With 6V "ideal" battery pair and 60 ohms in series with it to the LED, current draw is drastically reduced from what it was without it. Regardless of a regulator chip in the pill driving the LED. The so called "ideal" light emitting Diode turns on at about 3V, 6V-3V is 3V, The most current you can get is 3V / 60 ohms which is 50mA. 50mA of current across 60 ohms is of course 3V 3V times 0.050 amps is 0.15 watts. So the resistor is not just burning up the watts that the LED is not, its restricting total current and therefore power to the LED. The actual voltage will not be 3V it will be somewhere between 3.0 and 3.7. 3V was used as an absolute maximum worst case voltage differential. Point is the resistor will make the voltage drop below that of the regulator where it goes into direct drive. So the LED will be running at low power, the regulator will be doing nothing, and hopefully not wasting any power beyond the level of 1 diode drop (0.6V) worth either, and the resistor will not be roasting either.
If the LED was at say 3.3V for 50mA that would only be 165mW or 0.165W for the LED. The batteries still see no greater than 50mA current draw. If the batteries had a 1000mA/hour rating then they in theory could run up to 1000/50 or 20 hours at this level.

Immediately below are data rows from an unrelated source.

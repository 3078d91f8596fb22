#![cfg(feature = "inmem-store")]

#[macro_use]
mod common;

use actix_web::{http::StatusCode, test};
use common::{bearer, ctx, send, PASSWORD};
use schooldesk::auth::{Claims, JwtKeys, Role};
use schooldesk::rate_limit::{LoginThrottle, LoginThrottleConfig};
use schooldesk::repo::UserRepo;
use schooldesk::models::AccountFlags;
use serde_json::json;

#[actix_web::test]
async fn staff_login_issues_a_usable_token() {
    let c = ctx();
    let admin = c.user("admin", Role::Admin, None).await;
    let app = app!(c.state.clone());

    let req = test::TestRequest::post()
        .uri("/auth/staff/login")
        .set_json(json!({ "identifier": "admin", "password": PASSWORD }))
        .to_request();
    let (status, body) = send(&app, req).await;
    assert_eq!(status, StatusCode::OK);
    assert_eq!(body["token_type"], "Bearer");
    assert_eq!(body["user"]["role"], "admin");
    let token = body["token"].as_str().unwrap().to_string();

    let req = test::TestRequest::get().uri("/auth/me").insert_header(bearer(&token)).to_request();
    let (status, me) = send(&app, req).await;
    assert_eq!(status, StatusCode::OK);
    assert_eq!(me["id"], admin.id);
    assert_eq!(me["role"], "admin");

    let stored = c.repo.get_user(admin.id).await.unwrap();
    assert!(stored.last_login.is_some());
}

#[actix_web::test]
async fn wrong_password_gets_no_token() {
    let c = ctx();
    c.user("admin", Role::Admin, None).await;
    let app = app!(c.state.clone());

    let req = test::TestRequest::post()
        .uri("/auth/staff/login")
        .set_json(json!({ "username": "admin", "password": "nope-nope" }))
        .to_request();
    let (status, body) = send(&app, req).await;
    assert_eq!(status, StatusCode::UNAUTHORIZED);
    assert_eq!(body["error"], "INVALID_CREDENTIALS");
    assert!(body.get("token").is_none());

    let req = test::TestRequest::post().uri("/auth/staff/login").set_json(json!({ "username": "admin" })).to_request();
    let (status, body) = send(&app, req).await;
    assert_eq!(status, StatusCode::BAD_REQUEST);
    assert_eq!(body["error"], "MISSING_FIELDS");
}

#[actix_web::test]
async fn disabled_accounts_and_non_admins_are_refused() {
    let c = ctx();
    let (_, user, _) = c.teacher_login("T01").await;
    let app = app!(c.state.clone());

    let login = |uri: &'static str| {
        test::TestRequest::post().uri(uri).set_json(json!({ "username": user.username, "password": PASSWORD })).to_request()
    };
    let (status, body) = send(&app, login("/admin/login")).await;
    assert_eq!(status, StatusCode::FORBIDDEN);
    assert_eq!(body["error"], "FORBIDDEN");

    c.repo.set_account_flags(user.id, AccountFlags { enabled: Some(false), ..Default::default() }).await.unwrap();
    let (status, body) = send(&app, login("/auth/staff/login")).await;
    assert_eq!(status, StatusCode::FORBIDDEN);
    assert_eq!(body["error"], "ACCOUNT_DISABLED");
}

#[actix_web::test]
async fn role_guards_and_token_errors() {
    let c = ctx();
    let (_, _, teacher_token) = c.teacher_login("T01").await;
    let app = app!(c.state.clone());

    let req = test::TestRequest::get().uri("/students").insert_header(bearer(&teacher_token)).to_request();
    let (status, body) = send(&app, req).await;
    assert_eq!(status, StatusCode::FORBIDDEN);
    assert_eq!(body["error"], "FORBIDDEN");

    let req = test::TestRequest::get().uri("/students").to_request();
    let (status, body) = send(&app, req).await;
    assert_eq!(status, StatusCode::UNAUTHORIZED);
    assert_eq!(body["error"], "MISSING_AUTH_HEADER");

    let req = test::TestRequest::get().uri("/students").insert_header(("Authorization", "Token abc")).to_request();
    let (_, body) = send(&app, req).await;
    assert_eq!(body["error"], "INVALID_AUTH_HEADER");

    let now = chrono::Utc::now().timestamp();
    let stale = Claims { sub: 1, role: Role::Admin, name: "admin".into(), iat: now - 7200, exp: now - 3600 };
    let expired = c.state.jwt.sign(&stale).unwrap();
    let req = test::TestRequest::get().uri("/students").insert_header(bearer(&expired)).to_request();
    let (status, body) = send(&app, req).await;
    assert_eq!(status, StatusCode::UNAUTHORIZED);
    assert_eq!(body["error"], "TOKEN_EXPIRED");

    let forged = JwtKeys::new(b"someone-else", chrono::Duration::hours(1)).issue(1, Role::Admin, "admin").unwrap();
    let req = test::TestRequest::get().uri("/students").insert_header(bearer(&forged)).to_request();
    let (_, body) = send(&app, req).await;
    assert_eq!(body["error"], "INVALID_TOKEN");

    // teachers may use the teacher group
    let req = test::TestRequest::get().uri("/teacher/leave-requests/pending-count").insert_header(bearer(&teacher_token)).to_request();
    let (status, body) = send(&app, req).await;
    assert_eq!(status, StatusCode::OK);
    assert_eq!(body["count"], 0);
}

#[actix_web::test]
async fn parent_registers_logs_in_and_is_kept_out_of_staff_routes() {
    let c = ctx();
    let app = app!(c.state.clone());

    let register = json!({ "email": "Mother@Example.com", "phone": "0811111111", "password": "longenough", "name": "Mae", "pdpa_ok": true });
    let req = test::TestRequest::post().uri("/auth/parent/register").set_json(&register).to_request();
    let (status, parent) = send(&app, req).await;
    assert_eq!(status, StatusCode::CREATED);
    assert_eq!(parent["email"], "mother@example.com");
    assert!(parent.get("password_hash").is_none());

    let req = test::TestRequest::post().uri("/auth/parent/register").set_json(&register).to_request();
    let (status, body) = send(&app, req).await;
    assert_eq!(status, StatusCode::CONFLICT);
    assert_eq!(body["error"], "EMAIL_EXISTS");

    let req = test::TestRequest::post()
        .uri("/auth/parent/register")
        .set_json(json!({ "email": "dad@example.com", "password": "short" }))
        .to_request();
    let (status, body) = send(&app, req).await;
    assert_eq!(status, StatusCode::BAD_REQUEST);
    assert!(body["fields"]["password"].is_string());

    let req = test::TestRequest::post()
        .uri("/auth/parent/login")
        .set_json(json!({ "email": "mother@example.com", "password": "longenough" }))
        .to_request();
    let (status, body) = send(&app, req).await;
    assert_eq!(status, StatusCode::OK);
    let token = body["token"].as_str().unwrap().to_string();

    let req = test::TestRequest::get().uri("/parent/me").insert_header(bearer(&token)).to_request();
    let (status, me) = send(&app, req).await;
    assert_eq!(status, StatusCode::OK);
    assert_eq!(me["name"], "Mae");

    let req = test::TestRequest::get().uri("/teacher/attendance").insert_header(bearer(&token)).to_request();
    let (status, _) = send(&app, req).await;
    assert_eq!(status, StatusCode::FORBIDDEN);
}

#[actix_web::test]
async fn repeated_failures_are_throttled() {
    let c = ctx();
    c.user("admin", Role::Admin, None).await;
    let throttle = LoginThrottle::new(LoginThrottleConfig { limit: 2, window: std::time::Duration::from_secs(60) });
    let app = app!(c.state.clone().with_login_throttle(throttle));

    let attempt = || {
        test::TestRequest::post().uri("/auth/staff/login").set_json(json!({ "username": "admin", "password": "bad-guess" })).to_request()
    };
    for _ in 0..2 {
        let (status, _) = send(&app, attempt()).await;
        assert_eq!(status, StatusCode::UNAUTHORIZED);
    }
    let (status, body) = send(&app, attempt()).await;
    assert_eq!(status, StatusCode::TOO_MANY_REQUESTS);
    assert_eq!(body["error"], "LOGIN_RATE_LIMITED");
}

#[actix_web::test]
async fn health_is_public() {
    let c = ctx();
    let app = app!(c.state.clone());
    let (status, body) = send(&app, test::TestRequest::get().uri("/health").to_request()).await;
    assert_eq!(status, StatusCode::OK);
    assert_eq!(body["status"], "ok");
}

So no its not just wasting all of the energy that should have gone to the LED as heat. Its restricting current to everything and wasting only a little (compared to the original power level without it) as heat.
If you look at the ratio of resistor to LED power its almost even. The resistor is about 150mW and the LED is about 165mW (these are not exact numbers). So to reduce the total power to the LED, you are now wasting about 48% of the total power (315mW) presently put forth by the batteries into the new total load; but if the LED was previously running at 800mA and 3.7V (almost 3W) and the driver was 85% efficient from those same "6V" batteries, total power draw was probably around 3.5 watts from the batteries, so you are still saving a lot of power to run the light at much lower brightness for longer time. There would be absolutely no point in making a lower power mode with a resistor if the resistor were simply to waste all of the power of the original drive level as heat so you could have less light.

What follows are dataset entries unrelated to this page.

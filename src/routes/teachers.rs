use std::collections::HashMap;

use actix_web::{web, HttpResponse};
use serde::Deserialize;
use serde_json::json;

use crate::error::ApiError;
use crate::models::{Id, NewTeacher, Teacher};
use crate::repo::TeacherQuery;
use crate::routes::{created, AppState};
use crate::validation::{
    collapse_spaces, keep_or, BulkIssue, Checks, FieldErrors, PageParams, EMAIL, TEACHER_CODE, TEACHER_NAME,
    TEACHER_PREFIXES,
};

#[derive(Debug, Default, Clone, Deserialize)]
#[serde(default)]
pub struct TeacherPayload {
    #[serde(alias = "code")]
    pub teacher_code: String,
    pub prefix: String,
    pub first_name: String,
    pub last_name: String,
    pub phone: String,
    pub email: String,
    pub position: String,
}

impl TeacherPayload {
    fn normalized(self) -> Self {
        Self {
            teacher_code: self.teacher_code.trim().to_string(),
            prefix: self.prefix.trim().to_string(),
            first_name: collapse_spaces(&self.first_name),
            last_name: collapse_spaces(&self.last_name),
            phone: self.phone.trim().to_string(),
            email: self.email.trim().to_lowercase(),
            position: collapse_spaces(&self.position),
        }
    }

    fn over(self, t: &Teacher) -> Self {
        Self {
            teacher_code: keep_or(&self.teacher_code, &t.teacher_code),
            prefix: keep_or(&self.prefix, &t.prefix),
            first_name: keep_or(&self.first_name, &t.first_name),
            last_name: keep_or(&self.last_name, &t.last_name),
            phone: keep_or(&self.phone, &t.phone),
            email: keep_or(&self.email, &t.email),
            position: keep_or(&self.position, &t.position),
        }
    }
}

pub fn validate(p: &TeacherPayload, code_limit: usize) -> Result<NewTeacher, FieldErrors> {
    let mut c = Checks::new();
    if c.matches("teacher_code", &p.teacher_code, &TEACHER_CODE, "may contain letters and digits only (max 20)")
        && code_limit > 0
    {
        c.max_chars("teacher_code", &p.teacher_code, code_limit);
    }
    if c.required("prefix", &p.prefix) && !TEACHER_PREFIXES.contains(&p.prefix.as_str()) {
        c.fail("prefix", &format!("must be one of: {}", TEACHER_PREFIXES.join(", ")));
    }
    c.matches("first_name", &p.first_name, &TEACHER_NAME, "may contain letters, spaces and hyphens (max 50)");
    c.matches("last_name", &p.last_name, &TEACHER_NAME, "may contain letters, spaces and hyphens (max 50)");
    c.phone("phone", &p.phone);
    if c.matches("email", &p.email, &EMAIL, "must be a valid email address") {
        c.max_chars("email", &p.email, 50);
    }
    if c.required("position", &p.position) {
        c.max_chars("position", &p.position, 50);
    }
    if !c.is_empty() {
        return Err(c.into_errors());
    }
    Ok(NewTeacher {
        teacher_code: p.teacher_code.clone(),
        prefix: p.prefix.clone(),
        first_name: p.first_name.clone(),
        last_name: p.last_name.clone(),
        phone: p.phone.clone(),
        email: p.email.clone(),
        position: p.position.clone(),
    })
}

#[derive(Debug, Default, Deserialize)]
#[serde(default)]
pub struct ListParams {
    q: Option<String>,
    #[serde(flatten)]
    paging: PageParams,
}

pub async fn list(data: web::Data<AppState>, params: web::Query<ListParams>) -> Result<HttpResponse, ApiError> {
    let p = params.into_inner();
    let (page, size) = p.paging.resolve(20, 100);
    let result = data.repo.list_teachers(&TeacherQuery { q: p.q, page, size }).await?;
    Ok(HttpResponse::Ok().json(result))
}

pub async fn get(data: web::Data<AppState>, path: web::Path<Id>) -> Result<HttpResponse, ApiError> {
    let teacher = data.repo.get_teacher(path.into_inner()).await?;
    Ok(HttpResponse::Ok().json(teacher))
}

pub async fn create(data: web::Data<AppState>, payload: web::Json<TeacherPayload>) -> Result<HttpResponse, ApiError> {
    let (code_limit, _) = data.code_limits().await?;
    let new = validate(&payload.into_inner().normalized(), code_limit).map_err(ApiError::Validation)?;
    let teacher = data.repo.create_teacher(new).await?;
    tracing::info!(teacher_id = teacher.id, "teacher created");
    Ok(created(&teacher))
}

pub async fn update(data: web::Data<AppState>, path: web::Path<Id>, payload: web::Json<TeacherPayload>) -> Result<HttpResponse, ApiError> {
    let id = path.into_inner();
    let stored = data.repo.get_teacher(id).await?;
    let (code_limit, _) = data.code_limits().await?;
    let upd = validate(&payload.into_inner().normalized().over(&stored), code_limit).map_err(ApiError::Validation)?;
    let teacher = data.repo.update_teacher(id, upd).await?;
    Ok(HttpResponse::Ok().json(teacher))
}

pub async fn delete(data: web::Data<AppState>, path: web::Path<Id>) -> Result<HttpResponse, ApiError> {
    data.repo.delete_teacher(path.into_inner()).await?;
    Ok(HttpResponse::NoContent().finish())
}

pub async fn import(data: web::Data<AppState>, payload: web::Json<Vec<TeacherPayload>>) -> Result<HttpResponse, ApiError> {
    let rows = payload.into_inner();
    if rows.is_empty() {
        return Err(ApiError::MISSING_FIELDS);
    }
    let (code_limit, _) = data.code_limits().await?;

    let mut accepted = Vec::with_capacity(rows.len());
    let mut errors: Vec<FieldErrors> = Vec::with_capacity(rows.len());
    let mut codes_seen: HashMap<String, usize> = HashMap::new();
    let mut emails_seen: HashMap<String, usize> = HashMap::new();
    for (index, row) in rows.into_iter().enumerate() {
        let row = row.normalized();
        let mut fields = match validate(&row, code_limit) {
            Ok(new) => {
                accepted.push((index, new));
                FieldErrors::new()
            }
            Err(f) => f,
        };
        for (field, key, seen) in [
            ("teacher_code", &row.teacher_code, &mut codes_seen),
            ("email", &row.email, &mut emails_seen),
        ] {
            if key.is_empty() {
                continue;
            }
            if let Some(first) = seen.get(key).copied() {
                fields.entry(field.into()).or_insert_with(|| format!("duplicate of row {first} in this file"));
            } else {
                seen.insert(key.clone(), index);
            }
        }
        errors.push(fields);
    }

    let codes: Vec<String> = accepted.iter().map(|(_, t)| t.teacher_code.clone()).collect();
    let emails: Vec<String> = accepted.iter().map(|(_, t)| t.email.clone()).collect();
    let (taken_codes, taken_emails) = data.repo.teacher_keys_in_use(&codes, &emails).await?;
    for (index, t) in &accepted {
        if taken_codes.contains(&t.teacher_code) {
            errors[*index].entry("teacher_code".into()).or_insert_with(|| "already exists".into());
        }
        if taken_emails.contains(&t.email) {
            errors[*index].entry("email".into()).or_insert_with(|| "already exists".into());
        }
    }

    let issues: Vec<BulkIssue> = errors
        .into_iter()
        .enumerate()
        .filter(|(_, f)| !f.is_empty())
        .map(|(index, fields)| BulkIssue { index, fields })
        .collect();
    if !issues.is_empty() {
        return Err(ApiError::BulkValidation(issues));
    }

    let inserted = data.repo.import_teachers(accepted.into_iter().map(|(_, t)| t).collect()).await?;
    tracing::info!(inserted, "teachers imported");
    Ok(created(&json!({ "inserted": inserted })))
}

#[cfg(test)]
mod tests {
    use super::*;

    #[test]
    fn prefix_must_come_from_the_list() {
        let p = TeacherPayload {
            teacher_code: "T01".into(),
            prefix: "Sir".into(),
            first_name: "Anan".into(),
            last_name: "Suk-Jai".into(),
            phone: "021234567".into(),
            email: "Anan@School.ac.th".into(),
            position: "Teacher".into(),
        }
        .normalized();
        assert_eq!(p.email, "anan@school.ac.th");
        let errs = validate(&p, 0).unwrap_err();
        assert_eq!(errs.len(), 1);
        assert!(errs.contains_key("prefix"));
    }
}
#[derive(Debug, Clone)]
pub struct NewSchool {
    pub school_code: String,
    pub school_name: String,
    pub address: String,
    pub phone: String,
    pub education_level: EducationLevel,
    pub teacher_code_digits: i32,
    pub student_code_digits: i32,
}

#[derive(Debug, Clone, Serialize, Deserialize, sqlx::FromRow)]
pub struct Student {
    pub id: Id,
    pub student_code: String,
    pub national_id: String,
    pub prefix: String,
    pub first_name: String,
    pub last_name: String,
    pub birth_date: Option<NaiveDate>,
    #[sqlx(try_from = "String")]
    pub education_stage: EducationStage,
    pub grade: String,
    pub room: String,
    pub address: String,
    pub phone: String,
    #[sqlx(try_from = "String")]
    pub status: StudentStatus,
    pub created_at: DateTime<Utc>,
    pub updated_at: DateTime<Utc>,
}

impl Student {
    pub fn full_name(&self) -> String {
        join_name(&[&self.prefix, &self.first_name, &self.last_name])
    }

    pub fn in_class(&self, grade: &str, room: &str) -> bool {
        self.grade == grade && self.room == room
    }
}

#[derive(Debug, Clone)]
pub struct NewStudent {
    pub student_code: String,
    pub national_id: String,
    pub prefix: String,
    pub first_name: String,
    pub last_name: String,
    pub birth_date: Option<NaiveDate>,
    pub education_stage: EducationStage,
    pub grade: String,
    pub room: String,
    pub address: String,
    pub phone: String,
    pub status: StudentStatus,
}

/// Compact student projection used by teacher views and move details.
#[derive(Debug, Clone, Serialize, Deserialize)]
pub struct StudentSummary {
    pub id: Id,
    pub code: String,
    pub full_name: String,
    pub grade: String,
    pub room: String,
}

These are all example numbers, not exact.
This ratio changes with the value of the resistor.
So its not a bad thing to have a low power setting with just an in series resistor in the tailcap. What I don't know is how these guys are coming up with specific lumens output numbers. Did they have them measured some where or are they making assumptions based on the reduced current draw and dividing down the "rated" lumen output published for original current draw??